Juros, o ‘roubo do tempo’
O aumento da taxa Selic, que pegou o mercado de surpresa na quarta-feira, faz de “juros” a Palavra da Semana e me leva a reproduzir abaixo um texto do distante ano de 2008, escrito para a coluna que eu mantinha então na finada “Revista da Semana”, da editora Abril: Mais usada no plural, a palavra […]
O aumento da taxa Selic, que pegou o mercado de surpresa na quarta-feira, faz de “juros” a Palavra da Semana e me leva a reproduzir abaixo um texto do distante ano de 2008, escrito para a coluna que eu mantinha então na finada “Revista da Semana”, da editora Abril:
Mais usada no plural, a palavra juro pertence ao grupo das descendentes do latim jus, juris (direito de propriedade, justiça, documento que estabelece um direito). Mas como os juros chegaram a ser parentes do jurisconsulto, que parece tão distante deles?

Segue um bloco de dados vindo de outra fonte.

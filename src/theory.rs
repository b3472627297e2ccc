//! # Music Theory
//!
//! Keys, major-scale degrees, roman numerals and chord symbols.
//!
//! ## Chords
//! A progression token is either a roman numeral, resolved against the key's
//! major scale, or an absolute chord symbol:
//!
//! | Numeral | Degree | Quality |
//! |---------|--------|---------|
//! | `I`     | 1      | maj7    |
//! | `ii`    | 2      | m7      |
//! | `iii`   | 3      | m7      |
//! | `IV`    | 4      | maj7    |
//! | `V`     | 5      | 7       |
//! | `vi`    | 6      | m7      |
//! | `vii°`  | 7      | m7b5    |
//!
//! Chord tones are spelled by letter (a third is always two letters above the
//! root), so `F#m7b5` yields `F# A C E`, not `F# A B# E`.
//!
//! ## Example
//! ```rust
//! use arpeggio_flow::theory::{Chord, Key};
//!
//! let key = Key::parse("C").unwrap();
//! let ii = Chord::parse("ii", &key).unwrap();
//! assert_eq!(ii.name(), "Dm7");
//! let tones: Vec<String> = ii.tones().iter().map(|pc| pc.to_string()).collect();
//! assert_eq!(tones, vec!["D", "F", "A", "C"]);
//! ```

use crate::error::FlowError;
use crate::pitch::{Accidental, NoteName, PitchClass};
use std::fmt;

/// Semitone offsets of the major scale degrees 1-7.
const MAJOR_SCALE: [i32; 7] = [0, 2, 4, 5, 7, 9, 11];

const LETTERS: [NoteName; 7] = [
    NoteName::C,
    NoteName::D,
    NoteName::E,
    NoteName::F,
    NoteName::G,
    NoteName::A,
    NoteName::B,
];

fn letter_index(name: NoteName) -> usize {
    match name {
        NoteName::C => 0,
        NoteName::D => 1,
        NoteName::E => 2,
        NoteName::F => 3,
        NoteName::G => 4,
        NoteName::A => 5,
        NoteName::B => 6,
    }
}

/// Spell `semitones` above `root` using the letter `letter_steps` above the root's letter.
/// Falls back to plain sharp/flat spelling when that would need a double accidental.
fn spell_interval(root: PitchClass, semitones: i32, letter_steps: usize, prefer_flat: bool) -> PitchClass {
    let target = (root.semitone() as i32 + semitones).rem_euclid(12);
    let name = LETTERS[(letter_index(root.name) + letter_steps) % 7];
    let mut diff = (target - name.semitone()).rem_euclid(12);
    if diff > 6 {
        diff -= 12;
    }
    match diff {
        0 => PitchClass::new(name, Accidental::Natural),
        1 => PitchClass::new(name, Accidental::Sharp),
        -1 => PitchClass::new(name, Accidental::Flat),
        _ => PitchClass::from_semitone(target, prefer_flat),
    }
}

/// A major key.
#[derive(Debug, Clone, Copy, PartialEq)]
pub struct Key {
    pub tonic: PitchClass,
    /// Position on the circle of fifths: positive = sharps, negative = flats.
    pub fifths: i8,
}

impl Key {
    /// Parse a major key name like "G", "Bb", "F#" (also "Fs"/"Bf" spellings).
    pub fn parse(s: &str) -> Result<Self, FlowError> {
        let trimmed = s.trim();
        let fifths = match trimmed {
            "C" => 0,
            "G" => 1,
            "D" => 2,
            "A" => 3,
            "E" => 4,
            "B" => 5,
            "F#" | "Fs" => 6,
            "C#" | "Cs" => 7,
            "F" => -1,
            "Bb" | "Bf" => -2,
            "Eb" | "Ef" => -3,
            "Ab" | "Af" => -4,
            "Db" | "Df" => -5,
            "Gb" | "Gf" => -6,
            "Cb" | "Cf" => -7,
            _ => return Err(FlowError::UnknownKey(s.to_string())),
        };
        let tonic = PitchClass::parse(trimmed).ok_or_else(|| FlowError::UnknownKey(s.to_string()))?;
        Ok(Self { tonic, fifths })
    }

    pub fn prefer_flat(&self) -> bool {
        self.fifths < 0
    }

    /// The seven spelled degrees of the major scale.
    pub fn scale(&self) -> [PitchClass; 7] {
        let mut degrees = [self.tonic; 7];
        for (i, degree) in degrees.iter_mut().enumerate() {
            *degree = spell_interval(self.tonic, MAJOR_SCALE[i], i, self.prefer_flat());
        }
        degrees
    }

    /// Root of scale degree 1-7.
    pub fn degree_root(&self, degree: u8) -> Option<PitchClass> {
        let idx = (degree as usize).checked_sub(1)?;
        self.scale().get(idx).copied()
    }

    /// Scale degree (1-7) of a pitch class, if it belongs to the scale.
    pub fn degree_of(&self, pitch_class: PitchClass) -> Option<u8> {
        self.scale()
            .iter()
            .position(|pc| pc.semitone() == pitch_class.semitone())
            .map(|i| i as u8 + 1)
    }
}

impl fmt::Display for Key {
    fn fmt(&self, f: &mut fmt::Formatter<'_>) -> fmt::Result {
        write!(f, "{} major", self.tonic)
    }
}

/// Supported chord qualities
#[derive(Debug, Clone, Copy, PartialEq, Eq)]
pub enum ChordQuality {
    Major,
    Minor,
    Dominant7,
    Major7,
    Minor7,
    Diminished,
    Diminished7,
    HalfDiminished,
    Augmented,
    Sus2,
    Sus4,
    Major6,
    Minor6,
    Dominant9,
    Major9,
    Minor9,
    Dominant7Flat9,
}

impl ChordQuality {
    /// Parse the suffix of a chord symbol (everything after the root).
    pub fn from_suffix(suffix: &str) -> Option<Self> {
        let quality = match suffix {
            "" | "maj" | "M" => ChordQuality::Major,
            "m" | "min" | "-" => ChordQuality::Minor,
            "7" => ChordQuality::Dominant7,
            "maj7" | "M7" | "Δ" | "Δ7" => ChordQuality::Major7,
            "m7" | "min7" | "-7" => ChordQuality::Minor7,
            "dim" | "°" => ChordQuality::Diminished,
            "dim7" | "°7" => ChordQuality::Diminished7,
            "m7b5" | "min7b5" | "-7b5" | "ø" | "ø7" => ChordQuality::HalfDiminished,
            "aug" | "+" => ChordQuality::Augmented,
            "sus2" => ChordQuality::Sus2,
            "sus4" | "sus" => ChordQuality::Sus4,
            "6" => ChordQuality::Major6,
            "m6" | "min6" => ChordQuality::Minor6,
            "9" => ChordQuality::Dominant9,
            "maj9" | "M9" => ChordQuality::Major9,
            "m9" | "min9" => ChordQuality::Minor9,
            "7b9" => ChordQuality::Dominant7Flat9,
            _ => return None,
        };
        Some(quality)
    }

    pub fn suffix(self) -> &'static str {
        match self {
            ChordQuality::Major => "",
            ChordQuality::Minor => "m",
            ChordQuality::Dominant7 => "7",
            ChordQuality::Major7 => "maj7",
            ChordQuality::Minor7 => "m7",
            ChordQuality::Diminished => "dim",
            ChordQuality::Diminished7 => "dim7",
            ChordQuality::HalfDiminished => "m7b5",
            ChordQuality::Augmented => "aug",
            ChordQuality::Sus2 => "sus2",
            ChordQuality::Sus4 => "sus4",
            ChordQuality::Major6 => "6",
            ChordQuality::Minor6 => "m6",
            ChordQuality::Dominant9 => "9",
            ChordQuality::Major9 => "maj9",
            ChordQuality::Minor9 => "m9",
            ChordQuality::Dominant7Flat9 => "7b9",
        }
    }

    /// (semitones above root, letters above root) for each chord tone.
    ///
    /// Intervals: minor 3rd = 3, major 3rd = 4, perfect 5th = 7, minor 7th = 10,
    /// major 7th = 11, 9th = 14.
    pub fn intervals(self) -> &'static [(i32, usize)] {
        match self {
            ChordQuality::Major => &[(0, 0), (4, 2), (7, 4)],
            ChordQuality::Minor => &[(0, 0), (3, 2), (7, 4)],
            ChordQuality::Dominant7 => &[(0, 0), (4, 2), (7, 4), (10, 6)],
            ChordQuality::Major7 => &[(0, 0), (4, 2), (7, 4), (11, 6)],
            ChordQuality::Minor7 => &[(0, 0), (3, 2), (7, 4), (10, 6)],
            ChordQuality::Diminished => &[(0, 0), (3, 2), (6, 4)],
            ChordQuality::Diminished7 => &[(0, 0), (3, 2), (6, 4), (9, 6)],
            ChordQuality::HalfDiminished => &[(0, 0), (3, 2), (6, 4), (10, 6)],
            ChordQuality::Augmented => &[(0, 0), (4, 2), (8, 4)],
            ChordQuality::Sus2 => &[(0, 0), (2, 1), (7, 4)],
            ChordQuality::Sus4 => &[(0, 0), (5, 3), (7, 4)],
            ChordQuality::Major6 => &[(0, 0), (4, 2), (7, 4), (9, 5)],
            ChordQuality::Minor6 => &[(0, 0), (3, 2), (7, 4), (9, 5)],
            ChordQuality::Dominant9 => &[(0, 0), (4, 2), (7, 4), (10, 6), (14, 1)],
            ChordQuality::Major9 => &[(0, 0), (4, 2), (7, 4), (11, 6), (14, 1)],
            ChordQuality::Minor9 => &[(0, 0), (3, 2), (7, 4), (10, 6), (14, 1)],
            ChordQuality::Dominant7Flat9 => &[(0, 0), (4, 2), (7, 4), (10, 6), (13, 1)],
        }
    }
}

/// Resolve a roman numeral to (scale degree, quality).
fn roman_numeral(token: &str) -> Option<(u8, ChordQuality)> {
    let resolved = match token {
        "I" => (1, ChordQuality::Major7),
        "ii" => (2, ChordQuality::Minor7),
        "iii" => (3, ChordQuality::Minor7),
        "IV" => (4, ChordQuality::Major7),
        "V" => (5, ChordQuality::Dominant7),
        "vi" => (6, ChordQuality::Minor7),
        "vii°" | "vii" | "viiø" | "viio" => (7, ChordQuality::HalfDiminished),
        _ => return None,
    };
    Some(resolved)
}

/// A chord resolved against a key.
#[derive(Debug, Clone, PartialEq)]
pub struct Chord {
    /// The token as written in the progression (`ii`, `Am7`, ...).
    pub symbol: String,
    pub root: PitchClass,
    pub quality: ChordQuality,
    /// Scale degree of the root in the key, when it is diatonic.
    pub degree: Option<u8>,
    prefer_flat: bool,
}

impl Chord {
    /// Parse a progression token: a roman numeral or an absolute chord symbol.
    ///
    /// ```
    /// use arpeggio_flow::theory::{Chord, ChordQuality, Key};
    ///
    /// let key = Key::parse("G").unwrap();
    /// let chord = Chord::parse("F#m7b5", &key).unwrap();
    /// assert_eq!(chord.quality, ChordQuality::HalfDiminished);
    /// assert_eq!(chord.degree, Some(7));
    /// assert!(Chord::parse("VIII", &key).is_err());
    /// ```
    pub fn parse(token: &str, key: &Key) -> Result<Self, FlowError> {
        let token = token.trim();
        if let Some((degree, quality)) = roman_numeral(token) {
            let root = key
                .degree_root(degree)
                .ok_or_else(|| FlowError::UnknownChordSymbol(token.to_string()))?;
            return Ok(Self {
                symbol: token.to_string(),
                root,
                quality,
                degree: Some(degree),
                prefer_flat: key.prefer_flat(),
            });
        }
        Self::parse_symbol(token, key)
    }

    fn parse_symbol(token: &str, key: &Key) -> Result<Self, FlowError> {
        let unknown = || FlowError::UnknownChordSymbol(token.to_string());
        let mut chars = token.chars();

        // Chord symbols always start with an upper-case root letter
        let first = chars.next().filter(|c| c.is_ascii_uppercase()).ok_or_else(unknown)?;
        let name = NoteName::from_char(first).ok_or_else(unknown)?;

        let rest = chars.as_str();
        let (accidental, suffix) = if let Some(stripped) = rest.strip_prefix('#') {
            (Accidental::Sharp, stripped)
        } else if let Some(stripped) = rest.strip_prefix('b') {
            (Accidental::Flat, stripped)
        } else {
            (Accidental::Natural, rest)
        };

        let quality = ChordQuality::from_suffix(suffix).ok_or_else(unknown)?;
        let root = PitchClass::new(name, accidental);
        let prefer_flat = match accidental {
            Accidental::Flat => true,
            Accidental::Sharp => false,
            Accidental::Natural => key.prefer_flat(),
        };

        Ok(Self {
            symbol: token.to_string(),
            root,
            quality,
            degree: key.degree_of(root),
            prefer_flat,
        })
    }

    /// Resolved chord name, e.g. "Dm7".
    pub fn name(&self) -> String {
        format!("{}{}", self.root, self.quality.suffix())
    }

    /// Spelled chord tones, root first.
    pub fn tones(&self) -> Vec<PitchClass> {
        self.quality
            .intervals()
            .iter()
            .map(|&(semitones, letters)| spell_interval(self.root, semitones, letters, self.prefer_flat))
            .collect()
    }

    pub fn is_tonic(&self) -> bool {
        self.degree == Some(1)
    }
}

impl fmt::Display for Chord {
    fn fmt(&self, f: &mut fmt::Formatter<'_>) -> fmt::Result {
        write!(f, "{}", self.name())
    }
}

A tese mais aceita é a de que o sentido de rendimento gerado pelo próprio dinheiro derivou de um estreitamento semântico. Em outras palavras: o contrato em que o devedor assumia o direito de usar o dinheiro do credor passou a nomear o valor que ele pagava por isso. Simples.

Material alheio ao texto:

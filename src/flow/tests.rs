use super::*;
use crate::error::FlowError;
use crate::pitch::Pitched;
use rand::rngs::StdRng;
use rand::SeedableRng;

/// Cmaj7 from C3 to G5: C3 E3 G3 B3 C4 E4 G4 B4 C5 E5 G5
const CMAJ7: [i32; 11] = [48, 52, 55, 59, 60, 64, 67, 71, 72, 76, 79];

/// Dm7 from D3 to F5: D3 F3 A3 C4 D4 F4 A4 C5 D5 F5
const DM7: [i32; 10] = [50, 53, 57, 60, 62, 65, 69, 72, 74, 77];

/// Every pitch in `low..=high` whose pitch class is in `classes`.
fn chord_set(classes: &[i32], low: i32, high: i32) -> Vec<i32> {
    (low..=high).filter(|h| classes.contains(&h.rem_euclid(12))).collect()
}

fn rng(seed: u64) -> StdRng {
    StdRng::seed_from_u64(seed)
}

// ============================================================================
// Closest-pitch selection
// ============================================================================

#[test]
fn test_closest_prefers_unison() {
    assert_eq!(select_closest_pitch(&79, &CMAJ7).unwrap(), 79);
    assert_eq!(select_closest_pitch(&60, &CMAJ7).unwrap(), 60);
}

#[test]
fn test_closest_cross_chord_tie_picks_lower() {
    // G4 into Dm7: F4 and A4 are both two semitones away
    assert_eq!(select_closest_pitch(&67, &DM7).unwrap(), 65);
}

#[test]
fn test_closest_cross_chord_without_tie() {
    // E4 into Dm7: F4 is a semitone away, D4 a whole tone
    assert_eq!(select_closest_pitch(&64, &DM7).unwrap(), 65);
    // B4 into Dm7: C5
    assert_eq!(select_closest_pitch(&71, &DM7).unwrap(), 72);
}

#[test]
fn test_closest_outside_set_range() {
    assert_eq!(select_closest_pitch(&20, &CMAJ7).unwrap(), 48);
    assert_eq!(select_closest_pitch(&100, &CMAJ7).unwrap(), 79);
}

#[test]
fn test_closest_is_never_beaten() {
    let sets = [CMAJ7.to_vec(), DM7.to_vec(), chord_set(&[7, 11, 2, 5], 40, 88)];
    for set in &sets {
        for target in 30..100 {
            let chosen = select_closest_pitch(&target, set).unwrap();
            let best = (chosen - target).abs();
            assert!(
                set.iter().all(|p| (p - target).abs() >= best),
                "target {} chose {} but a closer pitch exists",
                target,
                chosen
            );
        }
    }
}

#[test]
fn test_closest_works_across_pitch_types() {
    let notes: Vec<crate::pitch::Note> = ["D4", "F4", "A4"]
        .iter()
        .map(|s| crate::pitch::Note::parse(s).unwrap())
        .collect();
    let chosen = select_closest_pitch(&67u8, &notes).unwrap();
    assert_eq!(chosen.to_string(), "F4");
}

// ============================================================================
// Next pitch in direction
// ============================================================================

#[test]
fn test_next_steps_up_and_down() {
    let set = [60, 64, 67, 71];
    assert_eq!(next_in_direction(&[64], &set, Direction::Ascending).unwrap(), 67);
    assert_eq!(next_in_direction(&[64], &set, Direction::Descending).unwrap(), 60);
    assert_eq!(next_in_direction(&[60, 64, 67], &set, Direction::Ascending).unwrap(), 71);
}

#[test]
fn test_next_with_nothing_placed_starts_from_lowest() {
    let set = [60, 64, 67, 71];
    assert_eq!(next_in_direction(&[], &set, Direction::Ascending).unwrap(), 64);
    // Descending from the lowest pitch wraps to the top
    assert_eq!(next_in_direction(&[], &set, Direction::Descending).unwrap(), 71);
}

#[test]
fn test_next_wraps_around() {
    let set = [60, 64, 67, 71];
    assert_eq!(next_in_direction(&[71], &set, Direction::Ascending).unwrap(), 60);
    assert_eq!(next_in_direction(&[60], &set, Direction::Descending).unwrap(), 71);
}

#[test]
fn test_next_enters_foreign_pitch_from_edge() {
    let set = [60, 64, 67, 71];
    // 66 belongs to another chord
    assert_eq!(next_in_direction(&[66], &set, Direction::Ascending).unwrap(), 60);
    assert_eq!(next_in_direction(&[66], &set, Direction::Descending).unwrap(), 71);
}

#[test]
fn test_next_never_repeats_unless_forced() {
    // Duplicate heights are skipped over
    let duplicated = [60, 60, 64];
    assert_eq!(next_in_direction(&[60], &duplicated, Direction::Ascending).unwrap(), 64);
    assert_eq!(next_in_direction(&[64], &duplicated, Direction::Ascending).unwrap(), 60);

    // A single distinct height has nowhere else to go
    assert_eq!(next_in_direction(&[60], &[60], Direction::Ascending).unwrap(), 60);
    assert_eq!(next_in_direction(&[60], &[60, 60], Direction::Descending).unwrap(), 60);
}

// ============================================================================
// Boundaries and reversal
// ============================================================================

#[test]
fn test_reached_boundary() {
    assert_eq!(reached_boundary(&48, &CMAJ7), Boundary { at_low: true, at_high: false });
    assert_eq!(reached_boundary(&79, &CMAJ7), Boundary { at_low: false, at_high: true });
    assert_eq!(reached_boundary(&64, &CMAJ7), Boundary::default());
    // Not a member at all
    assert!(!reached_boundary(&40, &CMAJ7).any());
    // A single pitch is both edges
    assert_eq!(reached_boundary(&60, &[60]), Boundary { at_low: true, at_high: true });
    assert!(!reached_boundary(&60, &[] as &[i32]).any());
}

#[test]
fn test_reverse_only_when_heading_into_boundary() {
    assert_eq!(reverse_if_needed(&79, &CMAJ7, Direction::Ascending), Direction::Descending);
    assert_eq!(reverse_if_needed(&48, &CMAJ7, Direction::Descending), Direction::Ascending);

    // Moving away from the boundary just reached
    assert_eq!(reverse_if_needed(&48, &CMAJ7, Direction::Ascending), Direction::Ascending);
    assert_eq!(reverse_if_needed(&79, &CMAJ7, Direction::Descending), Direction::Descending);

    // Interior pitches never reverse
    assert_eq!(reverse_if_needed(&64, &CMAJ7, Direction::Ascending), Direction::Ascending);
    assert_eq!(reverse_if_needed(&64, &CMAJ7, Direction::Descending), Direction::Descending);
}

// ============================================================================
// Measure generator
// ============================================================================

#[test]
fn test_measure_turns_at_high_boundary() {
    let measure = generate_measure(&CMAJ7, 4, Some(&79), Direction::Ascending, &mut rng(0)).unwrap();
    assert_eq!(measure.pitches, vec![79, 76, 72, 71]);
    assert_eq!(measure.ending_direction, Direction::Descending);
}

#[test]
fn test_measure_turns_after_first_step() {
    let last = *CMAJ7.last().unwrap();
    let measure = generate_measure(&CMAJ7, 1, Some(&last), Direction::Ascending, &mut rng(0)).unwrap();
    assert_eq!(measure.pitches, vec![79]);
    assert_eq!(measure.ending_direction, Direction::Descending);
}

#[test]
fn test_measure_turns_at_low_boundary() {
    let measure = generate_measure(&CMAJ7, 4, Some(&48), Direction::Descending, &mut rng(0)).unwrap();
    assert_eq!(measure.pitches, vec![48, 52, 55, 59]);
    assert_eq!(measure.ending_direction, Direction::Ascending);
}

#[test]
fn test_measure_direction_follows_first_move() {
    // F#4 into Cmaj7: G4 is closer than E4, so the line turns upward
    let measure = generate_measure(&CMAJ7, 4, Some(&66), Direction::Descending, &mut rng(0)).unwrap();
    assert_eq!(measure.pitches, vec![67, 71, 72, 76]);
    assert_eq!(measure.ending_direction, Direction::Ascending);

    // G#4 into Cmaj7: G4 is below, so it turns downward
    let measure = generate_measure(&CMAJ7, 4, Some(&68), Direction::Ascending, &mut rng(0)).unwrap();
    assert_eq!(measure.pitches, vec![67, 64, 60, 59]);
    assert_eq!(measure.ending_direction, Direction::Descending);
}

#[test]
fn test_measure_unison_keeps_direction() {
    let measure = generate_measure(&CMAJ7, 4, Some(&64), Direction::Descending, &mut rng(0)).unwrap();
    assert_eq!(measure.pitches, vec![64, 60, 59, 55]);
    assert_eq!(measure.ending_direction, Direction::Descending);
}

#[test]
fn test_measure_cross_chord_scenario() {
    // G4 into Dm7 ascending: F4 wins the tie and sends the line down
    let measure = generate_measure(&DM7, 4, Some(&67), Direction::Ascending, &mut rng(0)).unwrap();
    assert_eq!(measure.pitches, vec![65, 62, 60, 57]);
    assert_eq!(measure.ending_direction, Direction::Descending);
}

#[test]
fn test_measure_count_invariant() {
    for n in 0..9 {
        let opening = generate_measure(&DM7, n, None, Direction::Ascending, &mut rng(n as u64)).unwrap();
        assert_eq!(opening.pitches.len(), n);
        let chained = generate_measure(&DM7, n, Some(&60), Direction::Descending, &mut rng(0)).unwrap();
        assert_eq!(chained.pitches.len(), n);
    }
}

#[test]
fn test_measure_range_and_membership() {
    let set = chord_set(&[0, 4, 7, 11], 40, 88);
    for seed in 0..50 {
        let mut r = rng(seed);
        let mut previous: Option<i32> = None;
        let mut direction = Direction::Ascending;
        for _ in 0..8 {
            let measure = generate_measure(&set, 4, previous.as_ref(), direction, &mut r).unwrap();
            for pitch in &measure.pitches {
                assert!((40..=88).contains(pitch), "seed {} produced {}", seed, pitch);
                assert!(set.contains(pitch), "seed {} produced non-member {}", seed, pitch);
            }
            previous = measure.last().copied();
            direction = measure.ending_direction;
        }
    }
}

#[test]
fn test_measure_deterministic_once_previous_is_known() {
    let first = generate_measure(&DM7, 4, Some(&70), Direction::Ascending, &mut rng(1)).unwrap();
    let second = generate_measure(&DM7, 4, Some(&70), Direction::Ascending, &mut rng(999)).unwrap();
    assert_eq!(first, second);
}

#[test]
fn test_measure_opening_is_seeded() {
    let a = generate_measure(&CMAJ7, 4, None, Direction::Ascending, &mut rng(42)).unwrap();
    let b = generate_measure(&CMAJ7, 4, None, Direction::Ascending, &mut rng(42)).unwrap();
    assert_eq!(a, b);
    assert!(CMAJ7.contains(&a.pitches[0]));
}

#[test]
fn test_measure_smooth_transitions() {
    // ii-V-I-vi in C across the guitar range
    let chords = [
        chord_set(&[2, 5, 9, 0], 40, 88),
        chord_set(&[7, 11, 2, 5], 40, 88),
        chord_set(&[0, 4, 7, 11], 40, 88),
        chord_set(&[9, 0, 4, 7], 40, 88),
    ];
    for seed in 0..20 {
        let mut r = rng(seed);
        let mut previous: Option<i32> = None;
        let mut direction = Direction::Ascending;
        for bar in 0..16 {
            let set = &chords[bar % chords.len()];
            let measure = generate_measure(set, 4, previous.as_ref(), direction, &mut r).unwrap();
            if let (Some(prev), Some(first)) = (previous, measure.first()) {
                assert!((first - prev).abs() <= 12, "jump {} -> {} in bar {}", prev, first, bar);
            }
            previous = measure.last().copied();
            direction = measure.ending_direction;
        }
    }
}

#[test]
fn test_measure_single_pitch_set_repeats() {
    let measure = generate_measure(&[60], 3, Some(&62), Direction::Ascending, &mut rng(0)).unwrap();
    assert_eq!(measure.pitches, vec![60, 60, 60]);
}

// ============================================================================
// Backward fill
// ============================================================================

#[test]
fn test_approach_from_below() {
    let measure = approach_target(&CMAJ7, 4, &62).unwrap();
    assert_eq!(measure.pitches, vec![52, 55, 59, 60]);
    assert_eq!(measure.ending_direction, Direction::Ascending);
}

#[test]
fn test_approach_from_above() {
    // Target below the whole set: end on the lowest pitch, arriving downward
    let measure = approach_target(&CMAJ7, 4, &40).unwrap();
    assert_eq!(measure.pitches, vec![59, 55, 52, 48]);
    assert_eq!(measure.ending_direction, Direction::Descending);
}

#[test]
fn test_approach_unison_counts_as_ascending() {
    let measure = approach_target(&CMAJ7, 4, &60).unwrap();
    assert_eq!(measure.last(), Some(&60));
    assert_eq!(measure.ending_direction, Direction::Ascending);
}

#[test]
fn test_approach_turns_at_boundary() {
    let set = [60, 64, 67];
    let measure = approach_target(&set, 4, &70).unwrap();
    assert_eq!(measure.pitches, vec![64, 60, 64, 67]);
    assert_eq!(measure.ending_direction, Direction::Ascending);
}

#[test]
fn test_approach_ends_close_to_target() {
    let set = chord_set(&[2, 5, 9, 0], 40, 88);
    for target in 45..85 {
        let measure = approach_target(&set, 4, &target).unwrap();
        assert_eq!(measure.pitches.len(), 4);
        let last = *measure.last().unwrap();
        assert!((last - target).abs() <= 2, "target {} approached from {}", target, last);
        assert!(measure.pitches.iter().all(|p| set.contains(p)));
    }
}

// ============================================================================
// Errors
// ============================================================================

#[test]
fn test_empty_set_is_an_error() {
    let empty: [i32; 0] = [];
    assert_eq!(select_closest_pitch(&60, &empty), Err(FlowError::EmptyAdmissibleSet));
    assert_eq!(next_in_direction(&[60], &empty, Direction::Ascending), Err(FlowError::EmptyAdmissibleSet));
    assert_eq!(
        generate_measure(&empty, 4, None, Direction::Ascending, &mut rng(0)),
        Err(FlowError::EmptyAdmissibleSet)
    );
    assert_eq!(approach_target(&empty, 4, &60), Err(FlowError::EmptyAdmissibleSet));
}

#[test]
fn test_direction_of_motion() {
    assert_eq!(Direction::of_motion(&60, &67), Some(Direction::Ascending));
    assert_eq!(Direction::of_motion(&67, &60), Some(Direction::Descending));
    assert_eq!(Direction::of_motion(&60, &60), None);
    assert_eq!(Direction::Ascending.reversed(), Direction::Descending);
    assert!((69i32.frequency() - 440.0).abs() < 1e-9);
}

Acontece que a etimologia – como a economia, aliás – nunca foi uma ciência exata. Certos filólogos antigos iam buscar a origem de juro no latim usura, que tem história bem diferente, ligada a usus, uso – neste caso, usufruto do dinheiro alheio. A tese foi abandonada, mas como negar que, mesmo sendo outro o étimo de juro, o sentido de usura o tenha contaminado?

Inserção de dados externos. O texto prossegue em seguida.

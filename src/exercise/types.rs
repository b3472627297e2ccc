//! Exercise type definitions

use crate::flow::Direction;
use crate::fretboard::Shape;
use crate::pitch::Note;
use serde::Serialize;

/// One generated measure (or, in a two-chord bar, one chord's half of it)
///
/// # Fields
/// - `bar`: bar number (1-indexed); two segments of a split bar share it
/// - `chord_symbol`: the progression token as written (`ii`, `Am7`, ...)
/// - `chord_name`: resolved chord name (`Dm7`)
/// - `notes`: sounding pitches in playing order
/// - `direction`: melodic direction at the end of the measure
#[derive(Debug, Clone, PartialEq, Serialize)]
#[serde(rename_all = "camelCase")]
pub struct ExerciseMeasure {
    pub bar: usize,
    pub chord_symbol: String,
    pub chord_name: String,
    pub notes: Vec<Note>,
    pub direction: Direction,
}

/// A complete arpeggio exercise
///
/// # Fields
/// - `title`: song title, if generated from the song library
/// - `key`: key name (`"G major"`)
/// - `fifths`: key signature (positive = sharps, negative = flats)
/// - `shape`: CAGED shape the notes were restricted to, if any
/// - `tempo`: tempo in BPM (quarter note beat)
/// - `notes_per_bar`: notes in each full bar
/// - `anchor`: index into `measures` where generation started
/// - `measures`: generated measures in playing order
#[derive(Debug, Clone, PartialEq, Serialize)]
#[serde(rename_all = "camelCase")]
pub struct Exercise {
    #[serde(skip_serializing_if = "Option::is_none")]
    pub title: Option<String>,
    pub key: String,
    pub fifths: i8,
    pub shape: Option<Shape>,
    pub tempo: u16,
    pub notes_per_bar: usize,
    pub anchor: usize,
    pub measures: Vec<ExerciseMeasure>,
}

impl Exercise {
    /// Number of bars (split bars count once).
    pub fn bar_count(&self) -> usize {
        self.measures.last().map_or(0, |m| m.bar)
    }

    /// All notes in playing order.
    pub fn notes(&self) -> impl Iterator<Item = &Note> + '_ {
        self.measures.iter().flat_map(|m| m.notes.iter())
    }

    /// Measures belonging to `bar` (1-indexed).
    pub fn bar(&self, bar: usize) -> impl Iterator<Item = &ExerciseMeasure> + '_ {
        self.measures.iter().filter(move |m| m.bar == bar)
    }
}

Palavra que também tomou assento no vocabulário do português, usura é um sinônimo de juro em sua acepção básica. O que muda é a conotação, o valor simbólico de cada termo. Juro é neutro – apesar dos esforços do BC no sentido de torná-lo um dos megavilões do capital produtivo. Já a usura tem carga tão negativa que ganhou uma outra acepção, a de ganho financeiro extorsivo, agiotagem. Foi dando aos juros o nome de usura que a Igreja Católica passou boa parte da Idade Média a esconjurá-los, chegando a condenar usurários à morte na fogueira.
Um documento eclesiástico do século XIII, citado pelo historiador francês Jacques Le Goff, é poético ao dizer que “os usurários são ladrões, pois vendem o tempo, que não lhes pertence”. A poesia era rentável: morto o usurário, seus bens eram incorporados ao patrimônio da Igreja.